1 1/2 cups all-purpose flour (see Cook's Note)
1 3/4 teaspoons baking powder
1 cup granulated sugar
1 stick (8 tablespoons) unsalted butter
1 1/2 teaspoons vanilla extract
2 large eggs
1/2 cup milk
Cooking spray
Red food coloring, as needed
Blue food coloring, as needed
1 1/2 cups all-purpose flour (see Cook's Note)
1 3/4 teaspoons baking powder
1 cup granulated sugar
1 stick (8 tablespoons) unsalted butter
1 1/2 teaspoons vanilla extract
2 large eggs
1/2 cup milk
Cooking spray
2 cups unsalted butter (4 sticks), softened
5 to 6 cups confectioners' sugar
1/4 teaspoon table salt
1 tablespoon vanilla extract
1 tablespoon heavy cream
Red, white and blue sprinkles, for decorating

Steps:

  • Preheat the oven to 350 degrees F. Coat a half sheet pan or jelly roll pan with cooking spray.

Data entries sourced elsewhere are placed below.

use clap::{Args, Parser, Subcommand};

/// Command-line interface definition for fieldcheck
/// Geofenced attendance, task completion and appeals for municipal field crews
#[derive(Parser)]
#[command(
    name = "fieldcheck",
    version = env!("CARGO_PKG_VERSION"),
    about = "Field worker verification: geofenced attendance, task completion and appeals over SQLite",
    long_about = None
)]
pub struct Cli {
    /// Override database path (useful for tests or custom DB)
    #[arg(global = true, long = "db")]
    pub db: Option<String>,

    /// Override the zones file
    #[arg(global = true, long = "zones")]
    pub zones: Option<String>,

    /// Run in test mode (no config file update)
    #[arg(global = true, long = "test", hide = true)]
    pub test: bool,

    #[command(subcommand)]
    pub command: Commands,
}

/// A reported GPS fix.
#[derive(Args, Debug, Clone, Copy)]
pub struct PositionArgs {
    #[arg(long, allow_negative_numbers = true, help = "Latitude in degrees")]
    pub lat: f64,

    #[arg(long, allow_negative_numbers = true, help = "Longitude in degrees")]
    pub lng: f64,

    #[arg(long, help = "Reported accuracy radius in meters")]
    pub accuracy: f64,
}

#[derive(Subcommand)]
pub enum Commands {
    /// Initialize the database and configuration
    Init,

    /// Manage the configuration file (view or edit)
    Config {
        #[arg(long = "print", help = "Print the current configuration file")]
        print_config: bool,

        #[arg(long = "check", help = "Check configuration file for missing fields")]
        check: bool,

        #[arg(long = "migrate", help = "Fill missing fields with their defaults")]
        migrate: bool,

        #[arg(
            long = "edit",
            help = "Edit the configuration file (default editor: $EDITOR, or nano/notepad)"
        )]
        edit_config: bool,

        #[arg(
            long = "editor",
            help = "Specify the editor to use (vim, nano, or custom path)"
        )]
        editor: Option<String>,
    },

    /// Manage the database (migrations, integrity checks, etc.)
    Db {
        #[arg(long = "migrate", help = "Run pending database migrations")]
        migrate: bool,

        #[arg(long = "check", help = "Check database integrity")]
        check: bool,

        #[arg(long = "vacuum", help = "Optimize the database using VACUUM")]
        vacuum: bool,

        #[arg(long = "info", help = "Show database information")]
        info: bool,
    },

    /// Print the internal log table
    Log {
        #[arg(long = "print", help = "Print rows from the internal log table")]
        print: bool,
    },

    /// Check a worker in at a zone
    Checkin {
        #[arg(long)]
        worker: i64,

        #[arg(long)]
        zone: i64,

        #[command(flatten)]
        position: PositionArgs,
    },

    /// Close an open attendance record
    Checkout {
        /// Attendance record id
        id: i64,

        #[command(flatten)]
        position: PositionArgs,
    },

    /// Attendance review and queries
    Attendance {
        #[command(subcommand)]
        action: AttendanceAction,
    },

    /// Task lifecycle
    Task {
        #[command(subcommand)]
        action: TaskAction,
    },

    /// Appeals against automatic rejections
    Appeal {
        #[command(subcommand)]
        action: AppealAction,
    },

    /// Verification history, appeals and audit trail of a record
    History {
        /// Record kind: attendance | task
        kind: String,

        id: i64,

        #[arg(long)]
        json: bool,
    },
}

#[derive(Subcommand)]
pub enum AttendanceAction {
    /// Record attendance on behalf of a worker (no GPS fix)
    Manual {
        #[arg(long)]
        worker: i64,

        #[arg(long)]
        zone: i64,

        #[arg(long)]
        reviewer: i64,

        #[arg(long)]
        reason: String,
    },

    /// Confirm a record awaiting review
    Approve {
        id: i64,

        #[arg(long)]
        reviewer: i64,

        #[arg(long)]
        note: Option<String>,
    },

    /// Refuse a record awaiting review
    Reject {
        id: i64,

        #[arg(long)]
        reviewer: i64,

        #[arg(long)]
        reason: String,
    },

    Show {
        id: i64,

        #[arg(long)]
        json: bool,
    },

    List {
        #[arg(long)]
        worker: i64,

        #[arg(long)]
        json: bool,
    },
}

#[derive(Subcommand)]
pub enum TaskAction {
    /// Create a task (dispatcher)
    Create {
        #[arg(long)]
        title: String,

        #[arg(long)]
        worker: i64,

        #[arg(long)]
        zone: Option<i64>,

        #[arg(long = "target-lat", allow_negative_numbers = true, requires = "target_lng")]
        target_lat: Option<f64>,

        #[arg(long = "target-lng", allow_negative_numbers = true, requires = "target_lat")]
        target_lng: Option<f64>,

        #[arg(long = "by", help = "Dispatcher id")]
        by: i64,
    },

    Start {
        id: i64,

        #[arg(long)]
        worker: i64,
    },

    Complete {
        id: i64,

        #[arg(long)]
        worker: i64,

        #[command(flatten)]
        position: PositionArgs,
    },

    Approve {
        id: i64,

        #[arg(long)]
        reviewer: i64,

        #[arg(long)]
        notes: Option<String>,
    },

    Reject {
        id: i64,

        #[arg(long)]
        reviewer: i64,

        #[arg(long)]
        reason: String,
    },

    Cancel {
        id: i64,

        #[arg(long = "by")]
        by: i64,
    },

    /// Hand the task to another worker; progress is reset
    Reassign {
        id: i64,

        #[arg(long = "to")]
        to: i64,

        #[arg(long = "by")]
        by: i64,
    },

    Show {
        id: i64,

        #[arg(long)]
        json: bool,
    },

    List {
        #[arg(long)]
        worker: i64,

        #[arg(long)]
        json: bool,
    },
}

#[derive(Subcommand)]
pub enum AppealAction {
    /// Contest a rejected attendance record or task
    Open {
        /// Record kind: attendance | task
        kind: String,

        id: i64,

        #[arg(long)]
        worker: i64,

        #[arg(long)]
        explanation: String,

        #[arg(long, help = "Distance in meters (defaults to the recorded one)")]
        distance: Option<f64>,

        #[arg(long = "photo", help = "Reference to an evidence photo")]
        photo: Option<String>,
    },

    Approve {
        id: i64,

        #[arg(long)]
        reviewer: i64,

        #[arg(long)]
        notes: Option<String>,
    },

    Reject {
        id: i64,

        #[arg(long)]
        reviewer: i64,

        #[arg(long)]
        notes: String,
    },

    /// Reviewer queue, oldest first
    Pending {
        #[arg(long)]
        json: bool,
    },

    /// Appeals filed by a worker
    Mine {
        #[arg(long)]
        worker: i64,

        #[arg(long)]
        json: bool,
    },

    Show {
        id: i64,

        #[arg(long)]
        json: bool,
    },
}
//! Schema migrations.
//!
//! Every migration is identified by a version string. Applied versions are
//! recorded in the `log` table as `migration_applied` rows, so running the
//! engine again is a no-op.

use crate::errors::{AppError, AppResult};
use rusqlite::{Connection, OptionalExtension, params};
use tracing::{debug, info};

struct Migration {
    version: &'static str,
    description: &'static str,
    sql: &'static str,
}

const MIGRATIONS: &[Migration] = &[
    Migration {
        version: "20250301_0001_attendance",
        description: "Create attendance table",
        sql: r#"
        CREATE TABLE IF NOT EXISTS attendance (
            id                   INTEGER PRIMARY KEY AUTOINCREMENT,
            worker_id            INTEGER NOT NULL,
            zone_id              INTEGER NOT NULL,
            check_in_date        TEXT NOT NULL,
            check_in_time        TEXT NOT NULL,
            check_out_time       TEXT,
            check_in_lat         REAL,
            check_in_lng         REAL,
            check_in_accuracy    REAL,
            check_out_lat        REAL,
            check_out_lng        REAL,
            check_out_accuracy   REAL,
            check_in_verdict     TEXT NOT NULL
                CHECK(check_in_verdict IN ('verified','rejected','pending_review')),
            check_in_distance    REAL,
            check_out_verdict    TEXT
                CHECK(check_out_verdict IS NULL OR check_out_verdict IN ('verified','rejected','pending_review')),
            check_out_distance   REAL,
            verification_status  TEXT NOT NULL
                CHECK(verification_status IN ('verified','rejected','pending_review')),
            is_manual            INTEGER NOT NULL DEFAULT 0,
            manual_reason        TEXT,
            reviewer_id          INTEGER,
            version              INTEGER NOT NULL DEFAULT 1
        );

        CREATE UNIQUE INDEX IF NOT EXISTS ux_attendance_open_per_day
            ON attendance(worker_id, check_in_date) WHERE check_out_time IS NULL;
        CREATE INDEX IF NOT EXISTS idx_attendance_worker_date
            ON attendance(worker_id, check_in_date);
        "#,
    },
    Migration {
        version: "20250301_0002_tasks",
        description: "Create tasks table",
        sql: r#"
        CREATE TABLE IF NOT EXISTS tasks (
            id                    INTEGER PRIMARY KEY AUTOINCREMENT,
            title                 TEXT NOT NULL,
            assigned_worker_id    INTEGER NOT NULL,
            zone_id               INTEGER,
            target_lat            REAL,
            target_lng            REAL,
            status                TEXT NOT NULL DEFAULT 'pending'
                CHECK(status IN ('pending','in_progress','completed','approved','rejected','cancelled')),
            completion_lat        REAL,
            completion_lng        REAL,
            completion_accuracy   REAL,
            completion_verdict    TEXT
                CHECK(completion_verdict IS NULL OR completion_verdict IN ('verified','rejected','pending_review')),
            completion_distance   REAL,
            distance_warning      INTEGER NOT NULL DEFAULT 0,
            rejection_reason      TEXT,
            reviewer_id           INTEGER,
            created_at            TEXT NOT NULL,
            started_at            TEXT,
            completed_at          TEXT,
            resolved_at           TEXT,
            version               INTEGER NOT NULL DEFAULT 1
        );

        CREATE INDEX IF NOT EXISTS idx_tasks_worker_status ON tasks(assigned_worker_id, status);
        "#,
    },
    Migration {
        version: "20250301_0003_appeals",
        description: "Create appeals table",
        sql: r#"
        CREATE TABLE IF NOT EXISTS appeals (
            id                         INTEGER PRIMARY KEY AUTOINCREMENT,
            entity_type                TEXT NOT NULL CHECK(entity_type IN ('attendance','task')),
            entity_id                  INTEGER NOT NULL,
            worker_id                  INTEGER NOT NULL,
            distance_meters            REAL CHECK(distance_meters IS NULL OR distance_meters >= 0),
            worker_explanation         TEXT NOT NULL CHECK(length(trim(worker_explanation)) > 0),
            evidence_photo_ref         TEXT,
            original_rejection_reason  TEXT,
            status                     TEXT NOT NULL DEFAULT 'pending'
                CHECK(status IN ('pending','approved','rejected')),
            reviewer_id                INTEGER,
            review_notes               TEXT,
            submitted_at               TEXT NOT NULL,
            resolved_at                TEXT,
            version                    INTEGER NOT NULL DEFAULT 1
        );

        CREATE UNIQUE INDEX IF NOT EXISTS ux_appeals_one_pending
            ON appeals(entity_type, entity_id) WHERE status = 'pending';
        CREATE INDEX IF NOT EXISTS idx_appeals_status ON appeals(status, submitted_at);
        CREATE INDEX IF NOT EXISTS idx_appeals_worker ON appeals(worker_id);
        "#,
    },
    Migration {
        version: "20250301_0004_verifications",
        description: "Create verification history table",
        sql: r#"
        CREATE TABLE IF NOT EXISTS verifications (
            id               INTEGER PRIMARY KEY AUTOINCREMENT,
            entity_type      TEXT NOT NULL,
            entity_id        INTEGER NOT NULL,
            phase            TEXT NOT NULL,
            verdict          TEXT NOT NULL,
            distance_meters  REAL,
            accuracy_meters  REAL,
            lat              REAL,
            lng              REAL,
            actor_id         INTEGER NOT NULL,
            note             TEXT,
            recorded_at      TEXT NOT NULL
        );

        CREATE INDEX IF NOT EXISTS idx_verifications_entity
            ON verifications(entity_type, entity_id, id);
        "#,
    },
    Migration {
        version: "20250301_0005_audit_and_outbox",
        description: "Create audit and notification outbox tables",
        sql: r#"
        CREATE TABLE IF NOT EXISTS audit (
            id           INTEGER PRIMARY KEY AUTOINCREMENT,
            recorded_at  TEXT NOT NULL,
            actor_id     INTEGER NOT NULL,
            entity_type  TEXT NOT NULL,
            entity_id    INTEGER NOT NULL,
            operation    TEXT NOT NULL,
            old_state    TEXT,
            new_state    TEXT NOT NULL,
            message      TEXT DEFAULT ''
        );

        CREATE INDEX IF NOT EXISTS idx_audit_entity ON audit(entity_type, entity_id, id);

        CREATE TABLE IF NOT EXISTS notifications (
            id            INTEGER PRIMARY KEY AUTOINCREMENT,
            recipient_id  INTEGER,
            kind          TEXT NOT NULL,
            entity_type   TEXT NOT NULL,
            entity_id     INTEGER NOT NULL,
            message       TEXT NOT NULL,
            created_at    TEXT NOT NULL
        );
        "#,
    },
    Migration {
        version: "20250315_0006_review_and_snapshots",
        description: "Add work duration, review note and appeal coordinates",
        sql: r#"
        ALTER TABLE attendance ADD COLUMN work_duration_minutes INTEGER;
        ALTER TABLE attendance ADD COLUMN review_note TEXT;

        ALTER TABLE appeals ADD COLUMN worker_lat REAL;
        ALTER TABLE appeals ADD COLUMN worker_lng REAL;
        ALTER TABLE appeals ADD COLUMN expected_lat REAL;
        ALTER TABLE appeals ADD COLUMN expected_lng REAL;
        "#,
    },
];

/// Ensure that the `log` table exists.
fn ensure_log_table(conn: &Connection) -> rusqlite::Result<()> {
    conn.execute_batch(
        r#"
        CREATE TABLE IF NOT EXISTS log (
            id        INTEGER PRIMARY KEY AUTOINCREMENT,
            date      TEXT NOT NULL,
            operation TEXT NOT NULL,
            target    TEXT DEFAULT '',
            message   TEXT NOT NULL
        );
        "#,
    )?;
    Ok(())
}

fn is_applied(conn: &Connection, version: &str) -> rusqlite::Result<bool> {
    let mut chk = conn.prepare(
        "SELECT 1 FROM log
         WHERE operation = 'migration_applied' AND target = ?1
         LIMIT 1",
    )?;
    Ok(chk.query_row([version], |_| Ok(())).optional()?.is_some())
}

fn apply(conn: &Connection, m: &Migration) -> AppResult<()> {
    let tx = conn.unchecked_transaction()?;

    tx.execute_batch(m.sql)
        .map_err(|e| AppError::Migration(format!("{}: {}", m.version, e)))?;

    tx.execute(
        "INSERT INTO log (date, operation, target, message)
         VALUES (?1, 'migration_applied', ?2, ?3)",
        params![chrono::Utc::now().to_rfc3339(), m.version, m.description],
    )?;

    tx.commit()?;
    Ok(())
}

/// Versions that have not been applied yet, in order.
pub fn pending_migrations(conn: &Connection) -> AppResult<Vec<&'static str>> {
    ensure_log_table(conn)?;

    let mut out = Vec::new();
    for m in MIGRATIONS {
        if !is_applied(conn, m.version)? {
            out.push(m.version);
        }
    }
    Ok(out)
}

/// Public entry point: run all pending migrations.
///
/// Invoked by db::initialize::init_db().
pub fn run_pending_migrations(conn: &Connection) -> AppResult<usize> {
    ensure_log_table(conn)?;

    let mut applied = 0;
    for m in MIGRATIONS {
        if is_applied(conn, m.version)? {
            debug!(version = m.version, "migration already applied");
            continue;
        }

        apply(conn, m)?;
        info!(version = m.version, "migration applied");
        applied += 1;
    }

    Ok(applied)
}

#[cfg(test)]
mod tests {
    use super::*;

    #[test]
    fn migrations_are_idempotent() {
        let conn = Connection::open_in_memory().unwrap();
        let first = run_pending_migrations(&conn).unwrap();
        assert_eq!(first, MIGRATIONS.len());
        assert_eq!(run_pending_migrations(&conn).unwrap(), 0);
        assert!(pending_migrations(&conn).unwrap().is_empty());
    }
}
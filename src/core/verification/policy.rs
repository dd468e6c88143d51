//! Accept/reject decision for a reported position.
//!
//! `evaluate` is a pure function of its inputs: the same position, target and
//! thresholds always produce the same verdict and the same distance.

use super::geo;
use crate::errors::AppError;
use crate::models::position::{LatLng, Position};
use crate::models::verdict::Verdict;
use crate::models::zone::Zone;
use serde::{Deserialize, Serialize};

/// Municipality-level limits, passed in explicitly by the caller.
#[derive(Debug, Clone, Copy, PartialEq, Serialize, Deserialize)]
pub struct Thresholds {
    pub max_acceptable_accuracy_meters: f64,
    pub max_acceptable_distance_meters: f64,
    /// A verified report farther than this is flagged for the reviewer.
    pub warning_distance_meters: f64,
}

impl Default for Thresholds {
    fn default() -> Self {
        Self {
            max_acceptable_accuracy_meters: 150.0,
            max_acceptable_distance_meters: 500.0,
            warning_distance_meters: 100.0,
        }
    }
}

/// What a report is checked against.
#[derive(Debug, Clone, Copy)]
pub enum Target<'a> {
    Zone(&'a Zone),
    Point(LatLng),
}

#[derive(Debug, Clone, PartialEq, Serialize)]
pub struct Assessment {
    pub verdict: Verdict,
    /// Meters to the zone edge or reference point, to the centimeter.
    pub distance_meters: Option<f64>,
    pub note: Option<String>,
}

impl Assessment {
    fn review(note: String) -> Self {
        Self {
            verdict: Verdict::PendingManualReview,
            distance_meters: None,
            note: Some(note),
        }
    }

    /// A check that could not be run at all, e.g. the target disappeared.
    pub fn unverifiable(note: impl Into<String>) -> Self {
        Self::review(format!("cannot verify: {}", note.into()))
    }

    /// Reason stored on a record whose check was rejected.
    pub fn rejection_reason(&self) -> Option<String> {
        if self.verdict != Verdict::Rejected {
            return None;
        }
        Some(match self.distance_meters {
            Some(d) => format!("Geolocation mismatch: distance={}m", d),
            None => "Geolocation mismatch".to_string(),
        })
    }

    /// One-line description for audit and history output.
    pub fn summary(&self) -> String {
        match (&self.note, self.distance_meters) {
            (Some(note), _) => note.clone(),
            (None, Some(d)) => format!("{} at {}m", self.verdict.label(), d),
            (None, None) => self.verdict.label().to_string(),
        }
    }

    pub fn is_distance_warning(&self, t: &Thresholds) -> bool {
        self.verdict == Verdict::Verified
            && self
                .distance_meters
                .is_some_and(|d| d > t.warning_distance_meters)
    }
}

/// Stored distances keep two decimals so a value just past the ceiling
/// never reads as the ceiling itself.
fn round_centimeters(meters: f64) -> f64 {
    (meters * 100.0).round() / 100.0
}

fn distance_to_target(p: LatLng, target: Target<'_>) -> Result<f64, AppError> {
    match target {
        Target::Zone(zone) if zone.has_polygon() => geo::distance_to_zone(p, zone),
        Target::Zone(zone) => match zone.reference {
            Some(r) => geo::distance_meters(p, r),
            None => Err(AppError::Geometry(format!(
                "zone {} ('{}') has neither a boundary nor a reference point",
                zone.id, zone.name
            ))),
        },
        Target::Point(r) => geo::distance_meters(p, r),
    }
}

/// Decide whether `reported` is plausible for `target`.
///
/// 1. accuracy worse than the ceiling → `PendingManualReview`
/// 2. inside the zone, or within the distance ceiling → `Verified`
/// 3. otherwise → `Rejected`, carrying the distance
///
/// Geometry problems never auto-decide: they yield `PendingManualReview`.
pub fn evaluate(reported: &Position, target: Target<'_>, t: &Thresholds) -> Assessment {
    if !reported.accuracy.is_finite() || reported.accuracy < 0.0 {
        return Assessment::review(format!(
            "reported accuracy {} is not usable",
            reported.accuracy
        ));
    }

    if reported.accuracy > t.max_acceptable_accuracy_meters {
        return Assessment::review(format!(
            "accuracy {}m exceeds {}m",
            reported.accuracy, t.max_acceptable_accuracy_meters
        ));
    }

    let distance = match distance_to_target(reported.coords(), target) {
        Ok(d) => d,
        Err(e) => return Assessment::review(format!("cannot verify: {}", e)),
    };

    // the raw distance decides; only the stored value is rounded
    let verdict = if distance <= t.max_acceptable_distance_meters {
        Verdict::Verified
    } else {
        Verdict::Rejected
    };

    Assessment {
        verdict,
        distance_meters: Some(round_centimeters(distance)),
        note: None,
    }
}

#[cfg(test)]
mod tests {
    use super::*;
    use crate::core::verification::geo::EARTH_RADIUS_METERS;
    use std::f64::consts::PI;

    const M_PER_DEG: f64 = EARTH_RADIUS_METERS * PI / 180.0;

    fn thresholds() -> Thresholds {
        Thresholds {
            max_acceptable_accuracy_meters: 50.0,
            max_acceptable_distance_meters: 500.0,
            warning_distance_meters: 100.0,
        }
    }

    fn depot() -> Zone {
        Zone {
            id: 7,
            name: "Depot".into(),
            boundary: vec![],
            reference: Some(LatLng::new(31.9, 35.2)),
        }
    }

    fn park() -> Zone {
        Zone {
            id: 8,
            name: "Park".into(),
            boundary: vec![
                LatLng::new(31.89, 35.19),
                LatLng::new(31.89, 35.21),
                LatLng::new(31.91, 35.21),
                LatLng::new(31.91, 35.19),
            ],
            reference: None,
        }
    }

    fn north_of(base: LatLng, meters: f64, accuracy: f64) -> Position {
        Position::new(base.lat + meters / M_PER_DEG, base.lng, accuracy)
    }

    #[test]
    fn noisy_fix_always_needs_review() {
        let t = thresholds();
        let base = LatLng::new(31.9, 35.2);
        for meters in [0.0, 10.0, 499.0, 650.0, 10_000.0] {
            for acc in [50.1, 80.0, 1_000.0] {
                let a = evaluate(&north_of(base, meters, acc), Target::Zone(&depot()), &t);
                assert_eq!(a.verdict, Verdict::PendingManualReview);
                assert_eq!(a.distance_meters, None);
            }
        }
    }

    #[test]
    fn far_report_is_rejected_with_distance() {
        let a = evaluate(
            &north_of(LatLng::new(31.9, 35.2), 650.0, 10.0),
            Target::Zone(&depot()),
            &thresholds(),
        );
        assert_eq!(a.verdict, Verdict::Rejected);
        assert_eq!(a.distance_meters, Some(650.0));
        assert_eq!(
            a.rejection_reason().as_deref(),
            Some("Geolocation mismatch: distance=650m")
        );
    }

    #[test]
    fn near_report_is_verified_and_flags_warning() {
        let t = thresholds();
        let a = evaluate(
            &north_of(LatLng::new(31.9, 35.2), 300.0, 10.0),
            Target::Point(LatLng::new(31.9, 35.2)),
            &t,
        );
        assert_eq!(a.verdict, Verdict::Verified);
        assert_eq!(a.distance_meters, Some(300.0));
        assert!(a.is_distance_warning(&t));
        assert_eq!(a.rejection_reason(), None);
    }

    #[test]
    fn distance_equal_to_ceiling_is_verified() {
        let a = evaluate(
            &north_of(LatLng::new(31.9, 35.2), 500.0, 5.0),
            Target::Zone(&depot()),
            &thresholds(),
        );
        assert_eq!(a.verdict, Verdict::Verified);
    }

    #[test]
    fn just_past_ceiling_is_rejected() {
        let a = evaluate(
            &north_of(LatLng::new(31.9, 35.2), 500.4, 5.0),
            Target::Point(LatLng::new(31.9, 35.2)),
            &thresholds(),
        );
        assert_eq!(a.verdict, Verdict::Rejected);
        assert_eq!(a.distance_meters, Some(500.4));
        assert_eq!(
            a.rejection_reason().as_deref(),
            Some("Geolocation mismatch: distance=500.4m")
        );
    }

    #[test]
    fn inside_polygon_is_verified_at_zero() {
        let a = evaluate(
            &Position::new(31.90, 35.20, 5.0),
            Target::Zone(&park()),
            &thresholds(),
        );
        assert_eq!(a.verdict, Verdict::Verified);
        assert_eq!(a.distance_meters, Some(0.0));
    }

    #[test]
    fn outside_polygon_uses_edge_distance() {
        // 0.01° ≈ 1112 m north of the northern edge
        let a = evaluate(
            &Position::new(31.92, 35.20, 5.0),
            Target::Zone(&park()),
            &thresholds(),
        );
        assert_eq!(a.verdict, Verdict::Rejected);
        assert_eq!(a.distance_meters, Some(round_centimeters(0.01 * M_PER_DEG)));
    }

    #[test]
    fn degenerate_zone_needs_review() {
        let mut z = park();
        z.boundary.truncate(2);
        let a = evaluate(&Position::new(31.90, 35.20, 5.0), Target::Zone(&z), &thresholds());
        assert_eq!(a.verdict, Verdict::PendingManualReview);
        assert!(a.note.unwrap().contains("cannot verify"));

        let empty = Zone {
            reference: None,
            ..depot()
        };
        let a = evaluate(&Position::new(31.90, 35.20, 5.0), Target::Zone(&empty), &thresholds());
        assert_eq!(a.verdict, Verdict::PendingManualReview);
    }

    #[test]
    fn evaluation_is_repeatable() {
        let p = north_of(LatLng::new(31.9, 35.2), 733.3, 12.0);
        let first = evaluate(&p, Target::Zone(&depot()), &thresholds());
        for _ in 0..5 {
            assert_eq!(evaluate(&p, Target::Zone(&depot()), &thresholds()), first);
        }
    }
}
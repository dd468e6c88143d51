use super::appeal::EntityRef;
use serde::Serialize;

#[derive(Debug, Clone, Copy, Serialize, PartialEq, Eq)]
pub enum NotificationKind {
    AppealResolved,
    TaskApproved,
    TaskRejected,
    AttendanceRejected,
    /// Geolocation confidence too low to auto-decide; a reviewer must look.
    ReviewRequired,
}

impl NotificationKind {
    pub fn to_db_str(&self) -> &'static str {
        match self {
            NotificationKind::AppealResolved => "appeal_resolved",
            NotificationKind::TaskApproved => "task_approved",
            NotificationKind::TaskRejected => "task_rejected",
            NotificationKind::AttendanceRejected => "attendance_rejected",
            NotificationKind::ReviewRequired => "review_required",
        }
    }

    pub fn from_db_str(s: &str) -> Option<Self> {
        match s {
            "appeal_resolved" => Some(NotificationKind::AppealResolved),
            "task_approved" => Some(NotificationKind::TaskApproved),
            "task_rejected" => Some(NotificationKind::TaskRejected),
            "attendance_rejected" => Some(NotificationKind::AttendanceRejected),
            "review_required" => Some(NotificationKind::ReviewRequired),
            _ => None,
        }
    }
}

#[derive(Debug, Clone, Serialize)]
pub struct Notification {
    /// `None` addresses the reviewer pool rather than one person.
    pub recipient_id: Option<i64>,
    pub kind: NotificationKind,
    pub entity: EntityRef,
    pub message: String,
}
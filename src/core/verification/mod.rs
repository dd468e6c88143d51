pub mod geo;
pub mod policy;

pub use policy::{Assessment, Target, Thresholds, evaluate};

  • For the red-and-blue cake: Combine the flour and baking powder in a medium bowl. Beat the sugar and butter with an electric mixer in a large bowl until smooth. Beat in the vanilla. Beat in the eggs, one at a time. Gradually add the flour mixture, mixing until fully incorporated. Stir in the milk until the batter is smooth.
  • Divide the batter between two medium bowls. Use food coloring to tint one bowl red and the other blue. Transfer each of the colored batters to plastic piping bags or resealable plastic bags. Snip the end of each bag, and pipe your batter into the half sheet pan or jelly roll pan in 1/2-inch-thick rows, alternating colors.
  • Bake the sheet cake until a toothpick inserted into the center comes out clean, 12 to 15 minutes. Let the cake cool to room temperature. Once cool, use a star-shaped cookie cutter to cut out shapes from the striped cake.
  • For the white cake: Combine the flour and baking powder in a medium bowl. Beat the sugar and butter with an electric mixer in a large bowl until smooth. Beat in the vanilla. Beat in the eggs, one at a time. Gradually add the flour mixture, mixing until fully incorporated. Stir in the milk until the batter is smooth. Transfer the batter to a piping bag or resealable plastic bag. Coat an 8 1/2-by-4 1/2-inch loaf pan with cooking spray. Pipe a thin layer of the white batter, about 1 inch deep, into the bottom of the pan.
  • In the loaf pan, stand the star cakes upright and press them into the batter, creating two rows, side by side. Pipe the remaining white batter into the pan, covering the stars.
  • Bake the loaf for 35 to 40 minutes, until a toothpick inserted into the center of the cake comes out clean. Cool the cake in the pan on a wire rack for 5 minutes, then unmold it and cool to room temperature.
  • For the buttercream frosting: Beat the butter until it is light and fluffy, preferably in a stand mixer with the paddle attachment on medium speed. With the mixer on low speed, gradually add the confectioners' sugar, 1 to 2 cups at a time, allowing each batch to incorporate with the butter. (Use less confectioners' sugar for a slightly more buttery, looser frosting; use more confectioners' sugar for a slightly sweeter, stiffer frosting.) Increase the speed to medium, and add the salt, vanilla extract and cream. Beat until smooth, an additional 3 minutes.
  • Use a serrated knife to level the cake and to carve off any dark brown spots. Place the cake on a serving plate.
  • Frost the cake with an initial thin layer of buttercream. Place the cake in the refrigerator for at least 15 minutes to allow the frosting to harden. (Note: This first layer doesn't need to look perfect, as the next layer of buttercream will cover it up.)
  • Using an offset spatula, and working in an upward direction around the cake, add a second layer of frosting, approximately 1/2 inch thick. Add the remaining buttercream to a piping bag or resealable plastic bag fitted with a star tip (such as a Wilton #32 tip). Working in rows, pipe small dollops of frosting onto the top of your cake.
  • Sprinkle with the red, white and blue sprinkles.